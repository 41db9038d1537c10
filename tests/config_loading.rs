//! Integration test: Configuration utilities
//!
//! Tests the bin_common configuration loading functionality together with
//! the ordering config it points at.

use std::io::Write;
use strategy_cases::bin_common::{
    load_config_from_env, ChainRunner, ConfigType, DemoRunner, RunConfig,
};
use strategy_cases::ordering::{OrderingConfig, StrategyKind};

#[test]
fn test_custom_config() {
    let custom = ConfigType::Custom("custom/path.yaml".to_string());
    let config_path = load_config_from_env(custom);

    assert_eq!(config_path.to_str().unwrap(), "custom/path.yaml");
}

#[test]
fn test_config_type_default_paths() {
    assert_eq!(
        ConfigType::Ordering.default_path(),
        "config/ordering_config.yaml"
    );

    let custom = ConfigType::Custom("test.yaml".to_string());
    assert_eq!(custom.default_path(), "test.yaml");
}

#[test]
fn test_env_path_override_drives_a_run() {
    let mut file = tempfile::NamedTempFile::new().unwrap();
    writeln!(file, "data: [d, b, e, a, c]").unwrap();
    writeln!(file, "strategies: [reverse, sort]").unwrap();

    std::env::set_var(ConfigType::Ordering.env_var_name(), file.path());
    let config_path = load_config_from_env(ConfigType::Ordering);
    std::env::remove_var(ConfigType::Ordering.env_var_name());
    assert_eq!(config_path, file.path());

    let config = OrderingConfig::load(&config_path).unwrap();
    let chain = config.strategy_chain().unwrap();
    assert_eq!(chain, vec![StrategyKind::Reverse, StrategyKind::Sort]);

    let mut runner = ChainRunner::new(RunConfig::new("test"), config.data, chain);
    runner.execute().unwrap();

    let results: Vec<Vec<String>> = runner.results().iter().map(|(_, r)| r.clone()).collect();
    assert_eq!(
        results,
        vec![
            vec!["c", "a", "e", "b", "d"],
            vec!["a", "b", "c", "d", "e"],
        ]
    );
}

#[test]
fn test_shipped_config_is_valid() {
    let path = concat!(env!("CARGO_MANIFEST_DIR"), "/config/ordering_config.yaml");
    let config = OrderingConfig::load(path).unwrap();

    assert_eq!(config.data, vec!["a", "b", "c", "d", "e"]);
    assert_eq!(
        config.strategy_chain().unwrap(),
        vec![StrategyKind::Sort, StrategyKind::Reverse]
    );
}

- YOUR OBJECTIVE -
The records above are to be written out again word for word.

- TASK OUTPUT -
repository 41db9038d1537c10
filename tests/config_loading.rs
//! Integration test: Configuration utilities
//!
//! Tests the bin_common configuration loading functionality together with
//! the ordering config it points at.

use std::io::Write;
use strategy_cases::bin_common::{
    load_config_from_env, ChainRunner, ConfigType, DemoRunner, RunConfig,
};
use strategy_cases::ordering::{OrderingConfig, StrategyKind};

#[test]
fn test_custom_config() {
    let custom = ConfigType::Custom("custom/path.yaml".to_string());
    let config_path = load_config_from_env(custom);

    assert_eq!(config_path.to_str().unwrap(), "custom/path.yaml");
}

#[test]
fn test_config_type_default_paths() {
    assert_eq!(
        ConfigType::Ordering.default_path(),
        "config/ordering_config.yaml"
    );

    let custom = ConfigType::Custom("test.yaml".to_string());
    assert_eq!(custom.default_path(), "test.yaml");
}

#[test]
fn test_env_path_override_drives_a_run() {
    let mut file = tempfile::NamedTempFile::new().unwrap();
    writeln!(file, "data: [d, b, e, a, c]").unwrap();
    writeln!(file, "strategies: [reverse, sort]").unwrap();

    std::env::set_var(ConfigType::Ordering.env_var_name(), file.path());
    let config_path = load_config_from_env(ConfigType::Ordering);
    std::env::remove_var(ConfigType::Ordering.env_var_name());
    assert_eq!(config_path, file.path());

    let config = OrderingConfig::load(&config_path).unwrap();
    let chain = config.strategy_chain().unwrap();
    assert_eq!(chain, vec![StrategyKind::Reverse, StrategyKind::Sort]);

    let mut runner = ChainRunner::new(RunConfig::new("test"), config.data, chain);
    runner.execute().unwrap();

    let results: Vec<Vec<String>> = runner.results().iter().map(|(_, r)| r.clone()).collect();
    assert_eq!(
        results,
        vec![
            vec!["c", "a", "e", "b", "d"],
            vec!["a", "b", "c", "d", "e"],
        ]
    );
}

#[test]
fn test_shipped_config_is_valid() {
    let path = concat!(env!("CARGO_MANIFEST_DIR"), "/config/ordering_config.yaml");
    let config = OrderingConfig::load(path).unwrap();

    assert_eq!(config.data, vec!["a", "b", "c", "d", "e"]);
    assert_eq!(
        config.strategy_chain().unwrap(),
        vec![StrategyKind::Sort, StrategyKind::Reverse]
    );
}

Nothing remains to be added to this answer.